**Provided entries:**

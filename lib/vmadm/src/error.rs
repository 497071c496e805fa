// This Source Code Form is subject to the terms of the Mozilla Public
// License, v. 2.0. If a copy of the MPL was not distributed with this
// file, You can obtain one at https://mozilla.org/MPL/2.0/.

use std::time::Duration;

use serde_derive::Serialize;
use thiserror::Error;
use uuid::Uuid;
use vmadm_api_types::{Brand, VmState};

use crate::host::{HostError, Interface};

/// The broad category an [`Error`] falls into.
#[derive(
    Clone, Copy, Debug, PartialEq, Eq, Hash, Serialize, strum::Display,
)]
pub enum ErrorKind {
    InvalidValue,
    NotFound,
    Conflict,
    BrandMismatch,
    TransferError,
    DecodeError,
    TimedOut,
    ExternalFailure,
}

/// Errors returned by every public vmadm operation.
#[derive(Clone, Debug, Error, PartialEq)]
pub enum Error {
    /// A field carried a malformed or out-of-range value.
    #[error("invalid value for {field}: {reason}")]
    InvalidValue { field: String, reason: String },

    /// A referenced VM or NIC does not exist.
    #[error("{what} {id} not found")]
    NotFound { what: &'static str, id: String },

    /// The stored record changed underneath an in-flight operation, or a VM
    /// with the same identifier already exists.
    #[error("conflict on VM {vm}: {reason}")]
    Conflict { vm: Uuid, reason: String },

    /// A field does not apply to the VM's brand.
    #[error("{field} is not supported by brand {brand}")]
    BrandMismatch { field: String, brand: Brand },

    /// The bundle could not be handed to, or received from, the transport.
    #[error("bundle transfer for VM {vm} failed: {reason}")]
    Transfer { vm: Uuid, reason: String },

    /// The bundle stream was malformed.
    #[error("failed to decode bundle: {0}")]
    Decode(String),

    /// The VM did not reach a settled state within the allotted time.
    #[error("VM {vm} did not settle within {waited:?} (last seen {last_state})")]
    TimedOut { vm: Uuid, waited: Duration, last_state: VmState },

    /// A host collaborator reported a failure.
    #[error("{interface} interface failed for VM {vm}: {source}")]
    External {
        interface: Interface,
        vm: Uuid,
        #[source]
        source: HostError,
    },
}

impl Error {
    pub(crate) fn invalid(
        field: impl Into<String>,
        reason: impl Into<String>,
    ) -> Self {
        Error::InvalidValue { field: field.into(), reason: reason.into() }
    }

    pub(crate) fn vm_not_found(vm: Uuid) -> Self {
        Error::NotFound { what: "VM", id: vm.to_string() }
    }

    pub(crate) fn external(
        interface: Interface,
        vm: Uuid,
        source: HostError,
    ) -> Self {
        Error::External { interface, vm, source }
    }

    pub fn kind(&self) -> ErrorKind {
        match self {
            Error::InvalidValue { .. } => ErrorKind::InvalidValue,
            Error::NotFound { .. } => ErrorKind::NotFound,
            Error::Conflict { .. } => ErrorKind::Conflict,
            Error::BrandMismatch { .. } => ErrorKind::BrandMismatch,
            Error::Transfer { .. } => ErrorKind::TransferError,
            Error::Decode(_) => ErrorKind::DecodeError,
            Error::TimedOut { .. } => ErrorKind::TimedOut,
            Error::External { .. } => ErrorKind::ExternalFailure,
        }
    }

    /// The field or identifier the error is about, when there is one.
    pub fn subject(&self) -> Option<String> {
        match self {
            Error::InvalidValue { field, .. }
            | Error::BrandMismatch { field, .. } => Some(field.clone()),
            Error::NotFound { id, .. } => Some(id.clone()),
            Error::Conflict { vm, .. }
            | Error::Transfer { vm, .. }
            | Error::TimedOut { vm, .. }
            | Error::External { vm, .. } => Some(vm.to_string()),
            Error::Decode(_) => None,
        }
    }
}

#[cfg(test)]
mod tests {
    use super::*;

    #[test]
    fn kinds_and_subjects() {
        let err = Error::invalid("add_nics[0].ip", "bad address");
        assert_eq!(err.kind(), ErrorKind::InvalidValue);
        assert_eq!(err.subject().as_deref(), Some("add_nics[0].ip"));

        let vm = Uuid::new_v4();
        let err = Error::external(
            Interface::Quota,
            vm,
            HostError::Failed("zfs set failed".to_string()),
        );
        assert_eq!(err.kind(), ErrorKind::ExternalFailure);
        assert_eq!(err.subject(), Some(vm.to_string()));
        assert!(err.to_string().contains("quota"));

        assert_eq!(Error::Decode("eof".into()).subject(), None);
    }
}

**Prompt:**
Output the whole listing again, keeping every line identical.

**Exercise response:**
filename lib/vmadm/src/error.rs
repository 497071c496e805fa
// This Source Code Form is subject to the terms of the Mozilla Public
// License, v. 2.0. If a copy of the MPL was not distributed with this
// file, You can obtain one at https://mozilla.org/MPL/2.0/.

use std::time::Duration;

use serde_derive::Serialize;
use thiserror::Error;
use uuid::Uuid;
use vmadm_api_types::{Brand, VmState};

use crate::host::{HostError, Interface};

/// The broad category an [`Error`] falls into.
#[derive(
    Clone, Copy, Debug, PartialEq, Eq, Hash, Serialize, strum::Display,
)]
pub enum ErrorKind {
    InvalidValue,
    NotFound,
    Conflict,
    BrandMismatch,
    TransferError,
    DecodeError,
    TimedOut,
    ExternalFailure,
}

/// Errors returned by every public vmadm operation.
#[derive(Clone, Debug, Error, PartialEq)]
pub enum Error {
    /// A field carried a malformed or out-of-range value.
    #[error("invalid value for {field}: {reason}")]
    InvalidValue { field: String, reason: String },

    /// A referenced VM or NIC does not exist.
    #[error("{what} {id} not found")]
    NotFound { what: &'static str, id: String },

    /// The stored record changed underneath an in-flight operation, or a VM
    /// with the same identifier already exists.
    #[error("conflict on VM {vm}: {reason}")]
    Conflict { vm: Uuid, reason: String },

    /// A field does not apply to the VM's brand.
    #[error("{field} is not supported by brand {brand}")]
    BrandMismatch { field: String, brand: Brand },

    /// The bundle could not be handed to, or received from, the transport.
    #[error("bundle transfer for VM {vm} failed: {reason}")]
    Transfer { vm: Uuid, reason: String },

    /// The bundle stream was malformed.
    #[error("failed to decode bundle: {0}")]
    Decode(String),

    /// The VM did not reach a settled state within the allotted time.
    #[error("VM {vm} did not settle within {waited:?} (last seen {last_state})")]
    TimedOut { vm: Uuid, waited: Duration, last_state: VmState },

    /// A host collaborator reported a failure.
    #[error("{interface} interface failed for VM {vm}: {source}")]
    External {
        interface: Interface,
        vm: Uuid,
        #[source]
        source: HostError,
    },
}

impl Error {
    pub(crate) fn invalid(
        field: impl Into<String>,
        reason: impl Into<String>,
    ) -> Self {
        Error::InvalidValue { field: field.into(), reason: reason.into() }
    }

    pub(crate) fn vm_not_found(vm: Uuid) -> Self {
        Error::NotFound { what: "VM", id: vm.to_string() }
    }

    pub(crate) fn external(
        interface: Interface,
        vm: Uuid,
        source: HostError,
    ) -> Self {
        Error::External { interface, vm, source }
    }

    pub fn kind(&self) -> ErrorKind {
        match self {
            Error::InvalidValue { .. } => ErrorKind::InvalidValue,
            Error::NotFound { .. } => ErrorKind::NotFound,
            Error::Conflict { .. } => ErrorKind::Conflict,
            Error::BrandMismatch { .. } => ErrorKind::BrandMismatch,
            Error::Transfer { .. } => ErrorKind::TransferError,
            Error::Decode(_) => ErrorKind::DecodeError,
            Error::TimedOut { .. } => ErrorKind::TimedOut,
            Error::External { .. } => ErrorKind::ExternalFailure,
        }
    }

    /// The field or identifier the error is about, when there is one.
    pub fn subject(&self) -> Option<String> {
        match self {
            Error::InvalidValue { field, .. }
            | Error::BrandMismatch { field, .. } => Some(field.clone()),
            Error::NotFound { id, .. } => Some(id.clone()),
            Error::Conflict { vm, .. }
            | Error::Transfer { vm, .. }
            | Error::TimedOut { vm, .. }
            | Error::External { vm, .. } => Some(vm.to_string()),
            Error::Decode(_) => None,
        }
    }
}

#[cfg(test)]
mod tests {
    use super::*;

    #[test]
    fn kinds_and_subjects() {
        let err = Error::invalid("add_nics[0].ip", "bad address");
        assert_eq!(err.kind(), ErrorKind::InvalidValue);
        assert_eq!(err.subject().as_deref(), Some("add_nics[0].ip"));

        let vm = Uuid::new_v4();
        let err = Error::external(
            Interface::Quota,
            vm,
            HostError::Failed("zfs set failed".to_string()),
        );
        assert_eq!(err.kind(), ErrorKind::ExternalFailure);
        assert_eq!(err.subject(), Some(vm.to_string()));
        assert!(err.to_string().contains("quota"));

        assert_eq!(Error::Decode("eof".into()).subject(), None);
    }
}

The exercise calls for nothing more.